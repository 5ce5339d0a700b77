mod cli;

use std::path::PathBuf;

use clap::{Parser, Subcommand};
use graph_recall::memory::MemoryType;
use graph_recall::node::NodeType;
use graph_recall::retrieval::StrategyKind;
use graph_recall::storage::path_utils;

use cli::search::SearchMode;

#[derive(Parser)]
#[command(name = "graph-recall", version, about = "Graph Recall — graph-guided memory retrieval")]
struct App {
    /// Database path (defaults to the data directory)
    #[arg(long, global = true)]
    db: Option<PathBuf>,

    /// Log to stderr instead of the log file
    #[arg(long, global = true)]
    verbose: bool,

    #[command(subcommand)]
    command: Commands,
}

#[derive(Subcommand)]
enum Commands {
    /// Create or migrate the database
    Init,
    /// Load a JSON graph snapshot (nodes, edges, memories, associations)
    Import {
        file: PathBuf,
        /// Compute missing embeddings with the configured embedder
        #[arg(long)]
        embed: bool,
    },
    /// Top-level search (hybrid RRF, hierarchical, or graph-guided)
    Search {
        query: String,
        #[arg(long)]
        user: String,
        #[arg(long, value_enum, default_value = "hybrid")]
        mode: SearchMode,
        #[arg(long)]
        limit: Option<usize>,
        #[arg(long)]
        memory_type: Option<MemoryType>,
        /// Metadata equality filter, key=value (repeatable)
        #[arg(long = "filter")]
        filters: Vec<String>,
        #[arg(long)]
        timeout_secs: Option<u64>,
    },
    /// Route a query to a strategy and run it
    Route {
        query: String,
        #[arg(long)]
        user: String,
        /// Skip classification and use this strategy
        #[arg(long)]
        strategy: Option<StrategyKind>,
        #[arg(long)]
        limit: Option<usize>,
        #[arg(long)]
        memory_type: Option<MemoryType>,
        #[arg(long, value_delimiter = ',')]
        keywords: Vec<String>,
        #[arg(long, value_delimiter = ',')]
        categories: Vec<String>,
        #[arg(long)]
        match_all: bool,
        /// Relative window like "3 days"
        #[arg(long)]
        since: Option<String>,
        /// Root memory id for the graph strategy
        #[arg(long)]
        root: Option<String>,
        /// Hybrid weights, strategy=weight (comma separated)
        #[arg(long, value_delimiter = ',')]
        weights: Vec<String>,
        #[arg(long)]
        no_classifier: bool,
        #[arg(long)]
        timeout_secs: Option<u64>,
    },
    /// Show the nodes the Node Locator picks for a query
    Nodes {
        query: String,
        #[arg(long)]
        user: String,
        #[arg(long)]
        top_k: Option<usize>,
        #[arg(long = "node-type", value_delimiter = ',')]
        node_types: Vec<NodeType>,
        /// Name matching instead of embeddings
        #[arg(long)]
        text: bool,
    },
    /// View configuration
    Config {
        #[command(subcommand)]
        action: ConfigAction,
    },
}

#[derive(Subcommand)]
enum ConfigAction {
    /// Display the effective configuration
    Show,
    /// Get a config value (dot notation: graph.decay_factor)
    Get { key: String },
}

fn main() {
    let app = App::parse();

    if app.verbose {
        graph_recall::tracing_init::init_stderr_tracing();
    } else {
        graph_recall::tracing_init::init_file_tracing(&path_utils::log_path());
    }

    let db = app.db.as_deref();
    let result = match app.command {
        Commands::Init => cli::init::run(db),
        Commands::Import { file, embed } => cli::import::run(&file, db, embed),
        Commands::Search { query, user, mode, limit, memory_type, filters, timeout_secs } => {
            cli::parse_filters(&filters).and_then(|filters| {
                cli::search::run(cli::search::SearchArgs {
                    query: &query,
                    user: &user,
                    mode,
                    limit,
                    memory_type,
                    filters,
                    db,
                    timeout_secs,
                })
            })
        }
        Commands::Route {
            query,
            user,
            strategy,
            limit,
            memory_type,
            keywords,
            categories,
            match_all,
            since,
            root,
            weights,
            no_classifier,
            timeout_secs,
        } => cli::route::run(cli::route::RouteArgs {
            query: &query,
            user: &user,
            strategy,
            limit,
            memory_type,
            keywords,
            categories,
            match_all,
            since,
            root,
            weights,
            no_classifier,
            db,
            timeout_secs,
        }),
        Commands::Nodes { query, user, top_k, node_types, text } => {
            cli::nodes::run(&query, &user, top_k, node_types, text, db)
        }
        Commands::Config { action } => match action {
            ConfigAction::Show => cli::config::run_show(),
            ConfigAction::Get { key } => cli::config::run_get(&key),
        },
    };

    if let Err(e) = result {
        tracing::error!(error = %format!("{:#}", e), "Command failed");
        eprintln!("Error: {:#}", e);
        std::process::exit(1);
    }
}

====

■ Work item ■
Write every entry out again, exactly as it stands.

■ Response below ■
repository 5ce5339d0a700b77
mod cli;

use std::path::PathBuf;

use clap::{Parser, Subcommand};
use graph_recall::memory::MemoryType;
use graph_recall::node::NodeType;
use graph_recall::retrieval::StrategyKind;
use graph_recall::storage::path_utils;

use cli::search::SearchMode;

#[derive(Parser)]
#[command(name = "graph-recall", version, about = "Graph Recall — graph-guided memory retrieval")]
struct App {
    /// Database path (defaults to the data directory)
    #[arg(long, global = true)]
    db: Option<PathBuf>,

    /// Log to stderr instead of the log file
    #[arg(long, global = true)]
    verbose: bool,

    #[command(subcommand)]
    command: Commands,
}

#[derive(Subcommand)]
enum Commands {
    /// Create or migrate the database
    Init,
    /// Load a JSON graph snapshot (nodes, edges, memories, associations)
    Import {
        file: PathBuf,
        /// Compute missing embeddings with the configured embedder
        #[arg(long)]
        embed: bool,
    },
    /// Top-level search (hybrid RRF, hierarchical, or graph-guided)
    Search {
        query: String,
        #[arg(long)]
        user: String,
        #[arg(long, value_enum, default_value = "hybrid")]
        mode: SearchMode,
        #[arg(long)]
        limit: Option<usize>,
        #[arg(long)]
        memory_type: Option<MemoryType>,
        /// Metadata equality filter, key=value (repeatable)
        #[arg(long = "filter")]
        filters: Vec<String>,
        #[arg(long)]
        timeout_secs: Option<u64>,
    },
    /// Route a query to a strategy and run it
    Route {
        query: String,
        #[arg(long)]
        user: String,
        /// Skip classification and use this strategy
        #[arg(long)]
        strategy: Option<StrategyKind>,
        #[arg(long)]
        limit: Option<usize>,
        #[arg(long)]
        memory_type: Option<MemoryType>,
        #[arg(long, value_delimiter = ',')]
        keywords: Vec<String>,
        #[arg(long, value_delimiter = ',')]
        categories: Vec<String>,
        #[arg(long)]
        match_all: bool,
        /// Relative window like "3 days"
        #[arg(long)]
        since: Option<String>,
        /// Root memory id for the graph strategy
        #[arg(long)]
        root: Option<String>,
        /// Hybrid weights, strategy=weight (comma separated)
        #[arg(long, value_delimiter = ',')]
        weights: Vec<String>,
        #[arg(long)]
        no_classifier: bool,
        #[arg(long)]
        timeout_secs: Option<u64>,
    },
    /// Show the nodes the Node Locator picks for a query
    Nodes {
        query: String,
        #[arg(long)]
        user: String,
        #[arg(long)]
        top_k: Option<usize>,
        #[arg(long = "node-type", value_delimiter = ',')]
        node_types: Vec<NodeType>,
        /// Name matching instead of embeddings
        #[arg(long)]
        text: bool,
    },
    /// View configuration
    Config {
        #[command(subcommand)]
        action: ConfigAction,
    },
}

#[derive(Subcommand)]
enum ConfigAction {
    /// Display the effective configuration
    Show,
    /// Get a config value (dot notation: graph.decay_factor)
    Get { key: String },
}

fn main() {
    let app = App::parse();

    if app.verbose {
        graph_recall::tracing_init::init_stderr_tracing();
    } else {
        graph_recall::tracing_init::init_file_tracing(&path_utils::log_path());
    }

    let db = app.db.as_deref();
    let result = match app.command {
        Commands::Init => cli::init::run(db),
        Commands::Import { file, embed } => cli::import::run(&file, db, embed),
        Commands::Search { query, user, mode, limit, memory_type, filters, timeout_secs } => {
            cli::parse_filters(&filters).and_then(|filters| {
                cli::search::run(cli::search::SearchArgs {
                    query: &query,
                    user: &user,
                    mode,
                    limit,
                    memory_type,
                    filters,
                    db,
                    timeout_secs,
                })
            })
        }
        Commands::Route {
            query,
            user,
            strategy,
            limit,
            memory_type,
            keywords,
            categories,
            match_all,
            since,
            root,
            weights,
            no_classifier,
            timeout_secs,
        } => cli::route::run(cli::route::RouteArgs {
            query: &query,
            user: &user,
            strategy,
            limit,
            memory_type,
            keywords,
            categories,
            match_all,
            since,
            root,
            weights,
            no_classifier,
            db,
            timeout_secs,
        }),
        Commands::Nodes { query, user, top_k, node_types, text } => {
            cli::nodes::run(&query, &user, top_k, node_types, text, db)
        }
        Commands::Config { action } => match action {
            ConfigAction::Show => cli::config::run_show(),
            ConfigAction::Get { key } => cli::config::run_get(&key),
        },
    };

    if let Err(e) = result {
        tracing::error!(error = %format!("{:#}", e), "Command failed");
        eprintln!("Error: {:#}", e);
        std::process::exit(1);
    }
}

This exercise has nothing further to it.